━━ INPUT MATERIAL
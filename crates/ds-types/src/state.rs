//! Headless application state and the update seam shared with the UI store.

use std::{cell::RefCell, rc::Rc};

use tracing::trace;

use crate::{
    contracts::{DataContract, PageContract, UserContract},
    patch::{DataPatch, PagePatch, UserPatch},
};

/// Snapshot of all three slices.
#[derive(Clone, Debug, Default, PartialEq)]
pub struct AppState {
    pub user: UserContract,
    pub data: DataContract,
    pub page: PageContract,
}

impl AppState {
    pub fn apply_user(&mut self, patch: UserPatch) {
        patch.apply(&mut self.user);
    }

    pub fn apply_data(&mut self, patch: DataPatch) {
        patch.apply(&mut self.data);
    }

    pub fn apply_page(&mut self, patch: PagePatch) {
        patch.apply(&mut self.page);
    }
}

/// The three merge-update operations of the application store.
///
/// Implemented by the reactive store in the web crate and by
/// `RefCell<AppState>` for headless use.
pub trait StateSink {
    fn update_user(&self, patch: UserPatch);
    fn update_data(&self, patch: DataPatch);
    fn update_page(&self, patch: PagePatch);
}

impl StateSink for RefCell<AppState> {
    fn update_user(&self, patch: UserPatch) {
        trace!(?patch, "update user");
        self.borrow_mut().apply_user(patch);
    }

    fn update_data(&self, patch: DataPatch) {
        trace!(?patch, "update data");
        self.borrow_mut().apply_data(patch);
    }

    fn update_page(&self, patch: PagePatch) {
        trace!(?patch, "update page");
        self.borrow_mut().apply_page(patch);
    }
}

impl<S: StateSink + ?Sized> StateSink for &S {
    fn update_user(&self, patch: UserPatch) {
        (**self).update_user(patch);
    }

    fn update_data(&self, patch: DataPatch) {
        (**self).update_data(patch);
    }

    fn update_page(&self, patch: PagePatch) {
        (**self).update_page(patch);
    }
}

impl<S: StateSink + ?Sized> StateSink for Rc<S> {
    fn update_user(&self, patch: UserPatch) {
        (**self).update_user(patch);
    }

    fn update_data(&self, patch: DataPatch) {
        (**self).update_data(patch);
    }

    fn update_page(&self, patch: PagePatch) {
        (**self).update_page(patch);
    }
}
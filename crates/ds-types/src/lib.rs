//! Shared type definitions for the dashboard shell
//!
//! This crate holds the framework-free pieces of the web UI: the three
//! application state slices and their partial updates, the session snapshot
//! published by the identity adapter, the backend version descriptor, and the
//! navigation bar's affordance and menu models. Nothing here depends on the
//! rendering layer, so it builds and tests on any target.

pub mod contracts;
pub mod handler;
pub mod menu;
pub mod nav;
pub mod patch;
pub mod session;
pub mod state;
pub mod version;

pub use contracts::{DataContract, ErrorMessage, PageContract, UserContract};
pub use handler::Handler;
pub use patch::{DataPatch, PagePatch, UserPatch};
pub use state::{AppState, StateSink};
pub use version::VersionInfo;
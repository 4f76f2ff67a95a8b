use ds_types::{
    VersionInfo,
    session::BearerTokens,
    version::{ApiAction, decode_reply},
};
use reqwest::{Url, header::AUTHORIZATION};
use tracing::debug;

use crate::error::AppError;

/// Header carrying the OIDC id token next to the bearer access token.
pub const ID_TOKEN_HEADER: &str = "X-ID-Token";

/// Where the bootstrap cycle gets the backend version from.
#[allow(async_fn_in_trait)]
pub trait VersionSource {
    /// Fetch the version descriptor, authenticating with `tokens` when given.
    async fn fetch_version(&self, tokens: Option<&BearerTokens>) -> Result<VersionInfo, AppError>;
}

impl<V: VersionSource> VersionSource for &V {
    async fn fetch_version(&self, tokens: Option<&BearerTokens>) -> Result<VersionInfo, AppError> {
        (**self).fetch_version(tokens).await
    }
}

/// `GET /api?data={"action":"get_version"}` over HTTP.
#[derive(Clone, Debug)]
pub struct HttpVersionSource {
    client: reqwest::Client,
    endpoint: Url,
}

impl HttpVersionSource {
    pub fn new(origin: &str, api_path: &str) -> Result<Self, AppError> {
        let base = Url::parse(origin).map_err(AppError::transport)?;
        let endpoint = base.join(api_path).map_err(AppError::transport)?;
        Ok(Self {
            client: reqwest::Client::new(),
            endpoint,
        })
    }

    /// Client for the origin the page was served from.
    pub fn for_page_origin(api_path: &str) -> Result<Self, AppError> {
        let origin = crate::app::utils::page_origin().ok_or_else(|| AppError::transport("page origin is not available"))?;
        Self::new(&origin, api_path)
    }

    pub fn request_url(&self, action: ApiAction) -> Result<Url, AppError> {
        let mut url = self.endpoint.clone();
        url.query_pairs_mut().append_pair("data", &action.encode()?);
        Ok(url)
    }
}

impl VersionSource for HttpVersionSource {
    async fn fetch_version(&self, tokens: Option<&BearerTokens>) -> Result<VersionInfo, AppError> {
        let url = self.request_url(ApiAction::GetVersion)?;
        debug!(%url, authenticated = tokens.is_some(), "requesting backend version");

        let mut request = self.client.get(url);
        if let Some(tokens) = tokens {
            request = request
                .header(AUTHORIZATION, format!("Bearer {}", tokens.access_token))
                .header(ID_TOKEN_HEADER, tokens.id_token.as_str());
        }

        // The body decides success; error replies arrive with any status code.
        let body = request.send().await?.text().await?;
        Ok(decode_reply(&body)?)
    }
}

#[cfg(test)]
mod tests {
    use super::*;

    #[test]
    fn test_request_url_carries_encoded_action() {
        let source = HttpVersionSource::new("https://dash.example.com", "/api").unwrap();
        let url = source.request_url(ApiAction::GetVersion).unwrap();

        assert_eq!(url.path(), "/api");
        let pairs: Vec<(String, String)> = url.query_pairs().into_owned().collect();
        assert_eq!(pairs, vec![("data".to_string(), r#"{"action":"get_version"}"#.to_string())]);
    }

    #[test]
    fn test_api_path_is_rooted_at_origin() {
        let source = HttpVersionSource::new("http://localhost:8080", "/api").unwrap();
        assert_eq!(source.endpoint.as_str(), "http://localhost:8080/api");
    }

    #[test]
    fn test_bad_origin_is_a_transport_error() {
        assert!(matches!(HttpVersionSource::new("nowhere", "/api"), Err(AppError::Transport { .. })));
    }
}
━━━━
**TASK TO COMPLETE**
From the first line of the entries above to the line with "pub trait StateSink", please return every line exactly, keeping both ends.

**WRITTEN RESPONSE**
filename crates/ds-types/src/state.rs
//! Headless application state and the update seam shared with the UI store.

use std::{cell::RefCell, rc::Rc};

use tracing::trace;

use crate::{
    contracts::{DataContract, PageContract, UserContract},
    patch::{DataPatch, PagePatch, UserPatch},
};

/// Snapshot of all three slices.
#[derive(Clone, Debug, Default, PartialEq)]
pub struct AppState {
    pub user: UserContract,
    pub data: DataContract,
    pub page: PageContract,
}

impl AppState {
    pub fn apply_user(&mut self, patch: UserPatch) {
        patch.apply(&mut self.user);
    }

    pub fn apply_data(&mut self, patch: DataPatch) {
        patch.apply(&mut self.data);
    }

    pub fn apply_page(&mut self, patch: PagePatch) {
        patch.apply(&mut self.page);
    }
}

/// The three merge-update operations of the application store.
///
/// Implemented by the reactive store in the web crate and by
/// `RefCell<AppState>` for headless use.
pub trait StateSink {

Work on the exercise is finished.